Поэтому примерно в середине фильм внезапно «переламывается». И вместо того, чтобы продолжать подробно рассказывать о том, каким повседневным смертельным ужасом была Первая Мировая война для любого солдата, — он начинает говорить, что там были «наши фламандские парни», и как они трудились «на благо Бельгии», и как героически, не раздумывая, приносили свои юные жизни в жертву, и как с ними потом плохо поступили, так и оставив нацменьшинством. Если в 1925 году на парламентских выборах партия Фламандского фронта набирает 25 тысяч голосов, то четыре года спустя, аккурат после выхода на экраны фильма де Ландтсхера и Берта, там уже 135 тысяч. Вот подлинная мера значимости фильма: не в том дело, что с нее начинается история бельгийской кинематографии, и уж тем паче не в кассовых сборах, — а в политическом резонансе и увеличении количества мест в Парламенте. Более того, в 1928 году на выборах побеждает тот самый Бормс, который уже десять лет как безвылазно сидит в тюрьме. Двумя годами раньше его даже хотели было выпустить, но под условие, что он откажется от политической борьбы. Он это условие отверг, так что продолжает сидеть — и прямо из тюремной камеры побеждает на выборах. Правда, после этого правительство пожимает плечами: «он сам не хотел выйти» — и не выпускает Бормса, а его место в парламенте приходится отдать оппоненту. Факт победы, однако, это не отменяет.
Стаф де Клерк
К началу 1930-х фламандское национально-освободительное движение обретает такую ширь и мощь, что делится и ветвится на множество разных групп, и в нём начинается внутрипартийная борьба. На рубеже 20-30-х национализм в Европе, как известно, — вообще очень модный «тренд», так что недостатка в разнообразных духовных учителях фламандские националисты не испытывают, отсюда и фракционные стычки. Например, Йорис ван Северен, который восемь лет заседает в парламенте, считает себя учеником Шарля Морраса (одного из самых оголтелых французских националистов) и пылко поклоняется Муссолини, а главный его оппонент, Стаф де Клерк, наоборот, большой поклонник Гитлера.

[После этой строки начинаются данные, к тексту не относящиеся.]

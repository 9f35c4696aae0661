use std::{collections::HashMap, path::Path};

use async_trait::async_trait;
use serde::Deserialize;

use crate::{error::TrlError, result::TrlResult, token::Role};

/// A stored login credential as returned by the directory.
#[derive(Debug, Clone, Deserialize)]
pub struct StoredCredential {
    pub user_id: String,
    pub email: String,
    /// bcrypt hash of the password
    pub password_hash: String,
    pub role: Role,
}

/// Read-only lookup of stored login credentials, keyed by email.
///
/// The production deployment backs this with the document store; that wrapper
/// is thin glue and lives outside this crate. Only the contract matters here.
#[async_trait]
pub trait CredentialDirectory: Send + Sync {
    /// # Errors
    ///
    /// Returns an `ItemNotFound` error when no credential exists for `email`.
    async fn lookup(&self, email: &str) -> TrlResult<StoredCredential>;
}

/// An in-memory directory, optionally seeded from a JSON users file.
#[derive(Debug, Default)]
pub struct InMemoryDirectory {
    users: HashMap<String, StoredCredential>,
}

impl InMemoryDirectory {
    #[must_use]
    pub fn new() -> Self {
        Self::default()
    }

    #[must_use]
    pub fn with_users(users: impl IntoIterator<Item = StoredCredential>) -> Self {
        Self {
            users: users
                .into_iter()
                .map(|credential| (credential.email.clone(), credential))
                .collect(),
        }
    }

    /// Seed the directory from a JSON file holding a list of credentials.
    ///
    /// # Errors
    ///
    /// Returns a `ConfigurationError` when the file cannot be read or parsed.
    pub fn from_users_file(path: &Path) -> TrlResult<Self> {
        let data = std::fs::read_to_string(path).map_err(|e| {
            TrlError::ConfigurationError(format!(
                "cannot read users file {}: {e}",
                path.display()
            ))
        })?;
        let users: Vec<StoredCredential> = serde_json::from_str(&data).map_err(|e| {
            TrlError::ConfigurationError(format!(
                "cannot parse users file {}: {e}",
                path.display()
            ))
        })?;
        Ok(Self::with_users(users))
    }
}

#[async_trait]
impl CredentialDirectory for InMemoryDirectory {
    async fn lookup(&self, email: &str) -> TrlResult<StoredCredential> {
        self.users
            .get(email)
            .cloned()
            .ok_or_else(|| TrlError::ItemNotFound(format!("no credentials for {email}")))
    }
}

/// Check a password against its stored bcrypt hash.
///
/// # Errors
///
/// Returns a `ServerError` when the stored hash itself is malformed; a plain
/// mismatch is `Ok(false)`.
pub fn verify_password(password: &str, password_hash: &str) -> TrlResult<bool> {
    Ok(bcrypt::verify(password, password_hash)?)
}

#[allow(clippy::expect_used)]
#[cfg(test)]
mod tests {
    use super::{CredentialDirectory, InMemoryDirectory, StoredCredential, verify_password};
    use crate::{error::TrlError, token::Role};

    // Low cost keeps the hashing fast in tests; production uses the default
    const TEST_BCRYPT_COST: u32 = 4;

    #[tokio::test]
    async fn test_lookup_and_verify() {
        let hash = bcrypt::hash("s3cret", TEST_BCRYPT_COST).expect("hashing should work");
        let directory = InMemoryDirectory::with_users([StoredCredential {
            user_id: "u-1".to_owned(),
            email: "alice@example.com".to_owned(),
            password_hash: hash,
            role: Role::Admin,
        }]);

        let credential = directory
            .lookup("alice@example.com")
            .await
            .expect("credential should exist");
        assert!(verify_password("s3cret", &credential.password_hash).expect("valid hash"));
        assert!(!verify_password("wrong", &credential.password_hash).expect("valid hash"));

        let err = directory
            .lookup("bob@example.com")
            .await
            .expect_err("unknown email");
        assert!(matches!(err, TrlError::ItemNotFound(_)));
    }

    #[test]
    fn test_users_file_parsing() {
        let dir = tempfile::tempdir().expect("tempdir");
        let path = dir.path().join("users.json");
        std::fs::write(
            &path,
            r#"[{"user_id": "u-1", "email": "a@b.c", "password_hash": "$2b$04$abcdefghijklmnopqrstuv", "role": "researcher"}]"#,
        )
        .expect("write users file");

        let directory = InMemoryDirectory::from_users_file(&path).expect("valid users file");
        assert!(directory.users.contains_key("a@b.c"));

        std::fs::write(&path, "not json").expect("write users file");
        let err = InMemoryDirectory::from_users_file(&path).expect_err("invalid users file");
        assert!(matches!(err, TrlError::ConfigurationError(_)));
    }
}
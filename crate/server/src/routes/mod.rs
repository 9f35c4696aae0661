use actix_web::{
    HttpResponse, HttpResponseBuilder, get,
    http::StatusCode,
    web::Json,
};
use clap::crate_version;
use serde_json::json;
use tracing::{error, warn};

use crate::error::TrlError;

pub(crate) mod auth;
pub(crate) mod me;

impl actix_web::error::ResponseError for TrlError {
    fn status_code(&self) -> StatusCode {
        match self {
            Self::Unauthorized(_) => StatusCode::UNAUTHORIZED,
            Self::InvalidRequest(_) => StatusCode::BAD_REQUEST,
            Self::ItemNotFound(_) => StatusCode::NOT_FOUND,
            Self::ConfigurationError(_)
            | Self::KeyFormatError(_)
            | Self::KeyNotFound(_)
            | Self::SigningError(_)
            | Self::ServerError(_) => StatusCode::INTERNAL_SERVER_ERROR,
        }
    }

    fn error_response(&self) -> HttpResponse {
        let status_code = self.status_code();
        let message = self.to_string();

        if status_code >= StatusCode::INTERNAL_SERVER_ERROR {
            error!("{status_code} - {message}");
        } else {
            warn!("{status_code} - {message}");
        }

        // Full detail goes to the logs above; the response body carries the
        // client-safe message only
        HttpResponseBuilder::new(status_code).json(json!({"error": self.client_message()}))
    }
}

/// Get the server version
#[get("/version")]
pub(crate) async fn get_version() -> Json<String> {
    Json(crate_version!().to_owned())
}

Такой вот уровень споров. Тем временем де Ландтсхер на своей Flandria Film выпускает фильмы во славу независимой Фландрии, а ван Северен начинает издавать журнал Jong Dietschland (Dietschland — это такая утопическая прекрасная страна, которая бы объединила Фландрию, Голландию и Люксембург; её создание — самая святая идея фламандских националистов). К концу 30-х этот снежный ком разрастается до такой степени, — и по размаху, и по влиянию, — что, может быть, если бы не фламандское национальное движение, в Голландии и Бельгии всё-таки с чуть меньшим радушием приняли бы приход нацистов. Считается, однако, что раз немцы так настаивают на величии своей нации, то, без сомнения, они уважат фламандцев, которые настаивают на величии своей. Это довольно странная логика, но она отчего-то каждый раз кажется убедительной. Де Клерк становится в эпоху нацизма очень видным деятелем и, будучи отпетым антисемитом, принимает активное участие в депортации евреев и ночных рейдах гестапо. В отличие от завзятого германофоба ван Северена, который по-прежнему обожает Муссолини, а Гитлера презирает за грубость, — и которого в мае 1940-го нацисты арестовывают в числе нескольких десятков крайне правых активистов (вкупе со столькими же крайне левыми), загружают в грузовик, увозят во Францию и расстреливают. Бормса, само собой, выпускают из тюрьмы, и он бурно выражает свою радость, что наконец-то немцы, с которыми он пытался договориться еще в 1918-ом, решат фламандский вопрос… Закончилось все понятно как. Бормсу в 1946-ом вынесли еще один смертный приговор и на сей раз расстреляли-таки, а де Ландтсхер отсидел четыре года в тюрьме за коллаборационизм, после чего занялся исключительно организацией ежегодного паломничества к Изеру и благополучно скончался в 1982 году, в 90-летнем возрасте, в тиши и довольстве.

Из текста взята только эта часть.